=== RECORDS PROVIDED ===

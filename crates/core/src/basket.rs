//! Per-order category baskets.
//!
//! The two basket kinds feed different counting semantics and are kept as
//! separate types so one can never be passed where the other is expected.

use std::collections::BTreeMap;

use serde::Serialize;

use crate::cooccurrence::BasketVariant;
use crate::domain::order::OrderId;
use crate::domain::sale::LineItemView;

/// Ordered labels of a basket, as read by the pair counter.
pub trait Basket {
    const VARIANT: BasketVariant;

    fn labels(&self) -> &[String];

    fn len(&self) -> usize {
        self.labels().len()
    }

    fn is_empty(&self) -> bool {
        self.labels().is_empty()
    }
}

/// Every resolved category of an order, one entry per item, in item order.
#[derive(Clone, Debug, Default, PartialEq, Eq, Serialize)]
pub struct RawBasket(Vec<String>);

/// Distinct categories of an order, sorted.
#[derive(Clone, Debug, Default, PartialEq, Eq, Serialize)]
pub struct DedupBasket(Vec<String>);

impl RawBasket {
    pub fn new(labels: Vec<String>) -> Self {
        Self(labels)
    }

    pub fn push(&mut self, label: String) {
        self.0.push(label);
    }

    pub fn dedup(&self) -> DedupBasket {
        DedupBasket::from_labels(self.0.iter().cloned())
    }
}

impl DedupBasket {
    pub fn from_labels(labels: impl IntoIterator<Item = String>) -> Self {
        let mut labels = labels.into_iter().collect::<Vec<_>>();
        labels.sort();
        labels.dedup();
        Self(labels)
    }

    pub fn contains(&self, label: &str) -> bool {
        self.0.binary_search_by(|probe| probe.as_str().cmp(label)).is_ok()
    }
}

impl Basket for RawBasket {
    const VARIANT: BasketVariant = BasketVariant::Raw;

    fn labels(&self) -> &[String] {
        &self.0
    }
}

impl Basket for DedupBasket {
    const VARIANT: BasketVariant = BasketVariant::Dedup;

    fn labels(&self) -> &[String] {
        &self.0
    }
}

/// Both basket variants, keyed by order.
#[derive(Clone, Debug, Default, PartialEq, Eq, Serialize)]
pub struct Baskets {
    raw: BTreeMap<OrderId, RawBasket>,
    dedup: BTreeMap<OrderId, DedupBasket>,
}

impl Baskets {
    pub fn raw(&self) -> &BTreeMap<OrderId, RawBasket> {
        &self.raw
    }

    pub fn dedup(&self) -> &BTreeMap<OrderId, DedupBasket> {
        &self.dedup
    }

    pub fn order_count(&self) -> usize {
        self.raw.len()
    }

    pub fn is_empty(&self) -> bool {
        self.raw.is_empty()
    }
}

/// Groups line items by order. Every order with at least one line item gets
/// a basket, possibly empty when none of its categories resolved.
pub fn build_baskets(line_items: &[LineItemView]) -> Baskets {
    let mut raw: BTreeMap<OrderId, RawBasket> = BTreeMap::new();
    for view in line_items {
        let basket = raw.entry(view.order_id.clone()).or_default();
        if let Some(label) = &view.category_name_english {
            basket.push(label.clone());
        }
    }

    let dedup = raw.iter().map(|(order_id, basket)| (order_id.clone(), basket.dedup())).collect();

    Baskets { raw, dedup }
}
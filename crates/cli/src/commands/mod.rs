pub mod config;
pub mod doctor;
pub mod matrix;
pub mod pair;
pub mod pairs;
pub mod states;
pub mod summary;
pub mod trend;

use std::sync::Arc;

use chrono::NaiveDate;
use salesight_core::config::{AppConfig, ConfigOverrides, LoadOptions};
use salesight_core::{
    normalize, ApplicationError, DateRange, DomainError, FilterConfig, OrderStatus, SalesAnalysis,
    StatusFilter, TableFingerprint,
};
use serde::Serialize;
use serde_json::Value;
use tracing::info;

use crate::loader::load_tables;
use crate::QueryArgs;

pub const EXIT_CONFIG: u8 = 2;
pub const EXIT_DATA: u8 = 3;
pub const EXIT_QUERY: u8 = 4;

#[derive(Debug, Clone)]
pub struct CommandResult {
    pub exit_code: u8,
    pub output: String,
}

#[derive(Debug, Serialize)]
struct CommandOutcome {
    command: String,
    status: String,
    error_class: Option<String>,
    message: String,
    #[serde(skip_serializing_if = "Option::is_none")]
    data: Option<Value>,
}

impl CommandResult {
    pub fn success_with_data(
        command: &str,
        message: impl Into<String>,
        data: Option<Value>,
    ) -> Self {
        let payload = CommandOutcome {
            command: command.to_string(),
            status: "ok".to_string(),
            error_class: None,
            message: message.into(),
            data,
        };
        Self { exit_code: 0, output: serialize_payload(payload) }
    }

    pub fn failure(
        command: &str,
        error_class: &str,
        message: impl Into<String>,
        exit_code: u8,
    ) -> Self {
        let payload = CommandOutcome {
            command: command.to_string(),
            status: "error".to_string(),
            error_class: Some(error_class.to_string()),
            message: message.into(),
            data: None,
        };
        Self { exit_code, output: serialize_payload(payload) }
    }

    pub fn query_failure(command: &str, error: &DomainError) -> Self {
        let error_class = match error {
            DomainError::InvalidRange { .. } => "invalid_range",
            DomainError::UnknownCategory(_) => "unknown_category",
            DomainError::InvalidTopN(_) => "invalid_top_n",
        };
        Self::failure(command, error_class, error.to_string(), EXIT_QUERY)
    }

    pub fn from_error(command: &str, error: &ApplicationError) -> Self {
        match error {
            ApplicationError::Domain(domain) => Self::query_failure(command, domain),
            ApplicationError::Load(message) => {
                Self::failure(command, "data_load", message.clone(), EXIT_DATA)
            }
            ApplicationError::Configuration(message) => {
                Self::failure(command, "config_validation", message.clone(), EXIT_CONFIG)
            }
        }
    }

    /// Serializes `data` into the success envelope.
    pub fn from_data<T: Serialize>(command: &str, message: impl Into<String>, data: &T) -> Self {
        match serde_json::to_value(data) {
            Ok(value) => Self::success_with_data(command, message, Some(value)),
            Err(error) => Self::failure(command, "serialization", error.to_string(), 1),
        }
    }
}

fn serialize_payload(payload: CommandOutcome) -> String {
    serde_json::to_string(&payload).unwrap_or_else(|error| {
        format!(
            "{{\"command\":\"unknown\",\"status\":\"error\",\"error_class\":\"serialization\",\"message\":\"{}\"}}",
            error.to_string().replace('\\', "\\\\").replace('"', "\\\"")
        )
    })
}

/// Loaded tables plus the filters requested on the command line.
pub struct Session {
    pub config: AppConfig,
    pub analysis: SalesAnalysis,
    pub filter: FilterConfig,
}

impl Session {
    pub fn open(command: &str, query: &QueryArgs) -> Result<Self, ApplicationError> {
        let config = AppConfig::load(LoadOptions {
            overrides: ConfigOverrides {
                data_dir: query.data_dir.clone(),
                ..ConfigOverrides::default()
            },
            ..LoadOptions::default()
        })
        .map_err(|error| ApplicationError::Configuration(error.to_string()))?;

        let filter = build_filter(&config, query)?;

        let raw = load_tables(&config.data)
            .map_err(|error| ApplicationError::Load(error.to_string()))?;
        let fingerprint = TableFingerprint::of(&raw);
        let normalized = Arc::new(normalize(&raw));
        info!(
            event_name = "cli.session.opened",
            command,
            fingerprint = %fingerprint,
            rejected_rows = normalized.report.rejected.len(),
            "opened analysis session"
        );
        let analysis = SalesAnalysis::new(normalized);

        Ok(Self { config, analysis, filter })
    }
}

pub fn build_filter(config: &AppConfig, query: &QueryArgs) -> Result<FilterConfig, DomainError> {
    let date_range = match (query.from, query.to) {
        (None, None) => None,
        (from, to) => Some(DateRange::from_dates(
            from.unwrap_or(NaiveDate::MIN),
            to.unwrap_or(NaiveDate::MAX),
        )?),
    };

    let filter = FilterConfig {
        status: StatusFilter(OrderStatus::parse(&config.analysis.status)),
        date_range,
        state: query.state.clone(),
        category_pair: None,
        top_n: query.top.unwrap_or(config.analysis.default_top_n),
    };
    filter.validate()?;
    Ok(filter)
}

===

- [PROBLEM TO SOLVE]: Looking through the data above, copy out each line in which the string "BTreeMap" occurs.

- [ANSWER TO THIS EXERCISE]:
use std::collections::BTreeMap;
    raw: BTreeMap<OrderId, RawBasket>,
    dedup: BTreeMap<OrderId, DedupBasket>,
    pub fn raw(&self) -> &BTreeMap<OrderId, RawBasket> {
    pub fn dedup(&self) -> &BTreeMap<OrderId, DedupBasket> {
    let mut raw: BTreeMap<OrderId, RawBasket> = BTreeMap::new();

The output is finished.